The Stockton Record
May 20, 2006
TRACY – Bacteria, not the so-called “cruise ship virus,” is the culprit upsetting stomachs inside Tracy’s Deuel Vocational Institution, a California Department of Corrections and Rehabilitation spokeswoman said Friday.
Campylobacter, a bacterium spread through contaminated food and water, has knocked 379 inmates at Deuel off their feet, said Corrections spokeswoman Terry Thornton.
County health and state prison officials had suspected the norovirus, which is known to cause cruise ship passengers gut-wrenching pain. That was ruled out at Deuel by Friday evening when test results determined the bacterium cause the widespread illness, Thornton said.


“They’re still trying to find out how inmates were exposed to it,” she said.
The first group of Deuel inmates experienced fever, nausea, vomiting and diarrhea on Tuesday. The spread has slowed down at Deuel with just 18 new cases diagnosed from Thursday to Friday, said Deuel spokesman Lt. Mike Quaglia.

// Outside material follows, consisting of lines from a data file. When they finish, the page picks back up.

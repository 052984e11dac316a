////////////////////////////////////////////////////////////////////////////////
// This file is part of "Altair", an embeddable scripting programming         //
// language platform.                                                         //
//                                                                            //
// This work is free software, distributed under the terms of the MIT         //
// license, as published in the LICENSE file of the source code distribution. //
//                                                                            //
// This work is provided "as is", without any warranties, express or implied, //
// except where such disclaimers are legally invalid.                         //
////////////////////////////////////////////////////////////////////////////////

use std::{
    hash::{Hash, Hasher},
    mem::discriminant,
    sync::Arc,
};

use crate::{
    builtins::BuiltinKind,
    runtime::{
        lock,
        Cell,
        Context,
        Direction,
        Operator,
        Payload,
        RuntimeError,
        RuntimeResult,
        ScriptType,
        TypeMeta,
    },
};

static META: TypeMeta = TypeMeta::new("Hash", BuiltinKind::Hash);

const MEMBERS: &[&str] = &[
    "add",
    "add_override",
    "clear",
    "contains_key",
    "count",
    "keys",
    "length",
    "remove",
    "to_string",
    "values",
];

/// A hash-table key wrapping a [Cell].
///
/// Scalar payloads key by value (reals by their bit pattern, so `NaN`
/// keys match themselves), and container and bridge payloads key by
/// identity of the shared storage. Payloads of different kinds never
/// collide: an Int `1` and a Real `1.0` are distinct keys.
#[derive(Clone)]
pub(crate) struct HashKey {
    cell: Cell,
}

impl PartialEq for HashKey {
    fn eq(&self, other: &Self) -> bool {
        match (self.cell.payload(), other.cell.payload()) {
            (Payload::Void, Payload::Void) => true,
            (Payload::Bool(a), Payload::Bool(b)) => a == b,
            (Payload::Int(a), Payload::Int(b)) => a == b,
            (Payload::Real(a), Payload::Real(b)) => a.to_bits() == b.to_bits(),
            (Payload::Char(a), Payload::Char(b)) => a == b,
            (Payload::Str(a), Payload::Str(b)) => a == b,
            _ => self.cell.same_identity(&other.cell),
        }
    }
}

impl Eq for HashKey {}

impl Hash for HashKey {
    fn hash<H: Hasher>(&self, state: &mut H) {
        let payload = self.cell.payload();

        discriminant(payload).hash(state);

        match payload {
            Payload::Void => (),
            Payload::Bool(flag) => flag.hash(state),
            Payload::Int(int) => int.hash(state),
            Payload::Real(real) => real.to_bits().hash(state),
            Payload::Char(ch) => ch.hash(state),
            Payload::Str(string) => string.hash(state),
            Payload::List(list) => (Arc::as_ptr(list) as usize).hash(state),
            Payload::Hash(hash) => (Arc::as_ptr(hash) as usize).hash(state),
            Payload::Struct(instance) => (Arc::as_ptr(instance) as usize).hash(state),
            Payload::Foreign(any) => (Arc::as_ptr(any) as *const u8 as usize).hash(state),
        }
    }
}

impl HashKey {
    #[inline(always)]
    pub(crate) fn new(key: &Cell) -> Self {
        Self { cell: key.clone() }
    }

    #[inline(always)]
    pub(crate) fn as_cell(&self) -> &Cell {
        &self.cell
    }
}

/// The descriptor of mutable key-value tables.
///
/// Hashes are reference values like lists. Entry order is unspecified.
/// The default indexer reads a missing key as null and writes with
/// override, while the `add` member raises
/// [InvalidCall](RuntimeError::InvalidCall) when an equal key is
/// already present.
pub(super) struct HashType;

impl ScriptType for HashType {
    #[inline(always)]
    fn meta(&self) -> &'static TypeMeta {
        &META
    }

    fn try_construct(&self, _cx: &mut Context, args: &mut [Cell]) -> RuntimeResult<Cell> {
        match args {
            [] => Ok(Cell::hash()),

            [prototype] => match prototype.hash_payload() {
                Some(hash) => Ok(Cell::hash_from_pairs(entries(hash))),

                None => Err(RuntimeError::invalid_call(
                    super::hash_type(),
                    "new",
                    "the prototype argument is not a hash",
                )),
            },

            _ => Err(RuntimeError::invalid_call(
                super::hash_type(),
                "new",
                "expected zero or one argument",
            )),
        }
    }

    fn try_dynamic_call(
        &self,
        cx: &mut Context,
        subject: &Cell,
        args: &mut [Cell],
        direction: Direction,
        name: &str,
    ) -> RuntimeResult<Cell> {
        let Some(hash) = subject.hash_payload() else {
            return Err(RuntimeError::invalid_call(
                super::hash_type(),
                name,
                "the subject is not a hash",
            ));
        };

        if name.is_empty() {
            return match (direction, args) {
                (Direction::Get, [key]) => {
                    let value = lock(hash).get(&HashKey::new(key)).cloned();

                    Ok(value.unwrap_or_else(Cell::null))
                }

                (Direction::Set, [key, value]) => {
                    lock(hash).insert(HashKey::new(key), value.clone());

                    Ok(Cell::null())
                }

                _ => Err(RuntimeError::invalid_call(
                    super::hash_type(),
                    name,
                    "the hash indexer takes a key argument and, \
                    when writing, a value",
                )),
            };
        }

        if let Direction::Set = direction {
            return Err(RuntimeError::invalid_call(
                super::hash_type(),
                name,
                "hash members are not writable",
            ));
        }

        match name.to_ascii_lowercase().as_str() {
            "length" | "count" => Ok(Cell::from(lock(hash).len() as i64)),

            "add" => match args {
                [key, value] => {
                    let mut guard = lock(hash);

                    if guard.contains_key(&HashKey::new(key)) {
                        return Err(RuntimeError::invalid_call(
                            super::hash_type(),
                            name,
                            "an entry with an equal key already exists",
                        ));
                    }

                    guard.insert(HashKey::new(key), value.clone());

                    Ok(Cell::null())
                }

                _ => Err(RuntimeError::invalid_call(
                    super::hash_type(),
                    name,
                    "add expects a key and a value",
                )),
            },

            "add_override" => match args {
                [key, value] => {
                    lock(hash).insert(HashKey::new(key), value.clone());

                    Ok(Cell::null())
                }

                _ => Err(RuntimeError::invalid_call(
                    super::hash_type(),
                    name,
                    "add_override expects a key and a value",
                )),
            },

            "contains_key" => match args {
                [key] => Ok(Cell::from(lock(hash).contains_key(&HashKey::new(key)))),

                _ => Err(RuntimeError::invalid_call(
                    super::hash_type(),
                    name,
                    "contains_key expects a single argument",
                )),
            },

            "remove" => match args {
                [key] => Ok(Cell::from(lock(hash).remove(&HashKey::new(key)).is_some())),

                _ => Err(RuntimeError::invalid_call(
                    super::hash_type(),
                    name,
                    "remove expects a single argument",
                )),
            },

            "clear" => {
                lock(hash).clear();

                Ok(Cell::null())
            }

            "keys" => {
                let keys = lock(hash)
                    .keys()
                    .map(|key| key.as_cell().clone())
                    .collect::<Vec<_>>();

                Ok(Cell::from(keys))
            }

            "values" => {
                let values = lock(hash).values().cloned().collect::<Vec<_>>();

                Ok(Cell::from(values))
            }

            "to_string" => Ok(Cell::from(subject.stringify(cx)?)),

            _ => Err(super::unknown_member(super::hash_type(), name, MEMBERS)),
        }
    }

    fn try_static_call(
        &self,
        _cx: &mut Context,
        _args: &mut [Cell],
        _direction: Direction,
        name: &str,
    ) -> RuntimeResult<Cell> {
        Err(RuntimeError::invalid_call(
            super::hash_type(),
            name,
            "the Hash type has no static members",
        ))
    }

    fn try_binary(
        &self,
        cx: &mut Context,
        op: Operator,
        lhs: &Cell,
        rhs: &Cell,
    ) -> RuntimeResult<Option<Cell>> {
        match op {
            Operator::Add => {
                let (Some(left), Some(right)) = (lhs.hash_payload(), rhs.hash_payload()) else {
                    return Ok(None);
                };

                let pairs = entries(left).into_iter().chain(entries(right));

                Ok(Some(Cell::hash_from_pairs(pairs)))
            }

            Operator::Eq | Operator::Ne => {
                let equal = match (lhs.hash_payload(), rhs.hash_payload()) {
                    (Some(left), Some(right)) => {
                        cx.enter("Hash")?;

                        let result = tables_equal(cx, left, right);

                        cx.leave();

                        result?
                    }

                    _ => false,
                };

                match op {
                    Operator::Eq => Ok(Some(Cell::from(equal))),
                    _ => Ok(Some(Cell::from(!equal))),
                }
            }

            _ => Ok(None),
        }
    }
}

type Table = std::sync::Mutex<ahash::AHashMap<HashKey, Cell>>;

fn entries(hash: &Table) -> Vec<(Cell, Cell)> {
    lock(hash)
        .iter()
        .map(|(key, value)| (key.as_cell().clone(), value.clone()))
        .collect()
}

// Key lookup is structural, value comparison goes through the operator
// protocol. The tables are snapshotted first so no lock is held while
// user comparison hooks run.
fn tables_equal(cx: &mut Context, left: &Table, right: &Table) -> RuntimeResult<bool> {
    let a = lock(left).clone();
    let b = lock(right).clone();

    if a.len() != b.len() {
        return Ok(false);
    }

    for (key, value) in a.iter() {
        let Some(other) = b.get(key) else {
            return Ok(false);
        };

        match value.equal(cx, other) {
            Ok(result) => {
                if result.as_bool() != Some(true) {
                    return Ok(false);
                }
            }

            Err(error) if error.is_not_applicable() => return Ok(false),
            Err(error) => return Err(error),
        }
    }

    Ok(true)
}

#[cfg(test)]
mod tests {
    use crate::runtime::{Cell, Context, Direction, ScriptType};

    fn sample() -> Cell {
        Cell::hash_from_pairs([
            (Cell::from("a"), Cell::from(1i64)),
            (Cell::from("b"), Cell::from(2i64)),
        ])
    }

    #[test]
    fn test_hash_indexer() {
        let mut cx = Context::new();

        let subject = sample();

        let value = subject.index(&mut cx, Cell::from("a")).unwrap();
        assert_eq!(value.as_int(), Some(1));

        let missing = subject.index(&mut cx, Cell::from("zzz")).unwrap();
        assert!(missing.is_null());

        subject
            .set_index(&mut cx, Cell::from("a"), Cell::from(10i64))
            .unwrap();

        let value = subject.index(&mut cx, Cell::from("a")).unwrap();
        assert_eq!(value.as_int(), Some(10));
    }

    #[test]
    fn test_hash_add_rejects_duplicates() {
        let mut cx = Context::new();

        let subject = sample();

        let error = subject
            .dynamic_call(
                &mut cx,
                &mut [Cell::from("a"), Cell::from(3i64)],
                Direction::Get,
                "add",
            )
            .unwrap_err();

        assert!(error.is_invalid_call());

        subject
            .dynamic_call(
                &mut cx,
                &mut [Cell::from("c"), Cell::from(3i64)],
                Direction::Get,
                "add",
            )
            .unwrap();

        assert_eq!(subject.hash_len(), Some(3));
    }

    #[test]
    fn test_hash_keys_by_value_and_kind() {
        let mut cx = Context::new();

        let subject = Cell::hash();

        subject
            .set_index(&mut cx, Cell::from(1i64), Cell::from("int"))
            .unwrap();

        subject
            .set_index(&mut cx, Cell::from(1.0f64), Cell::from("real"))
            .unwrap();

        assert_eq!(subject.hash_len(), Some(2));

        let value = subject.index(&mut cx, Cell::from(1i64)).unwrap();
        assert_eq!(value.as_str(), Some("int"));
    }

    #[test]
    fn test_hash_merge_overrides() {
        let mut cx = Context::new();

        let other = Cell::hash_from_pairs([
            (Cell::from("b"), Cell::from(20i64)),
            (Cell::from("c"), Cell::from(30i64)),
        ]);

        let merged = sample().add(&mut cx, &other).unwrap();

        assert_eq!(merged.hash_len(), Some(3));

        let value = merged.index(&mut cx, Cell::from("b")).unwrap();
        assert_eq!(value.as_int(), Some(20));
    }

    #[test]
    fn test_hash_equality_is_elementwise() {
        let mut cx = Context::new();

        let equal = sample().equal(&mut cx, &sample()).unwrap();
        assert_eq!(equal.as_bool(), Some(true));

        let differing = Cell::hash_from_pairs([
            (Cell::from("a"), Cell::from(1i64)),
            (Cell::from("b"), Cell::from(99i64)),
        ]);

        let equal = sample().equal(&mut cx, &differing).unwrap();
        assert_eq!(equal.as_bool(), Some(false));

        let equal = sample().equal(&mut cx, &Cell::from(5i64)).unwrap();
        assert_eq!(equal.as_bool(), Some(false));
    }

    #[test]
    fn test_hash_construction_copies() {
        let mut cx = Context::new();

        let origin = sample();

        let copy = crate::builtins::hash_type()
            .get()
            .try_construct(&mut cx, &mut [origin.clone()])
            .unwrap();

        copy.set_index(&mut cx, Cell::from("a"), Cell::from(99i64))
            .unwrap();

        let original = origin.index(&mut cx, Cell::from("a")).unwrap();
        assert_eq!(original.as_int(), Some(1));
    }
}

The epidemic has more than doubled, however, at Ione’s Mule Creek State Prison, Thornton said. About 106 inmates there have come down with flulike symptoms, up from 44 the day before. Results from tests of inmate stool samples there haven’t returned yet.
The Valley State Prison for Women in Chowchilla was put on the list of prisons reporting mass illness, with 40 women getting sick Friday. Sick inmates at all the afflicted prisons are being treated for dehydration. Symptoms last from two to five days.
Visiting has been suspended at Deuel and Mule Creek for the weekend. Thornton couldn’t say how inmates at the different prisons became ill at about the same time.
“That’s part of what they’ll be looking at,” she said.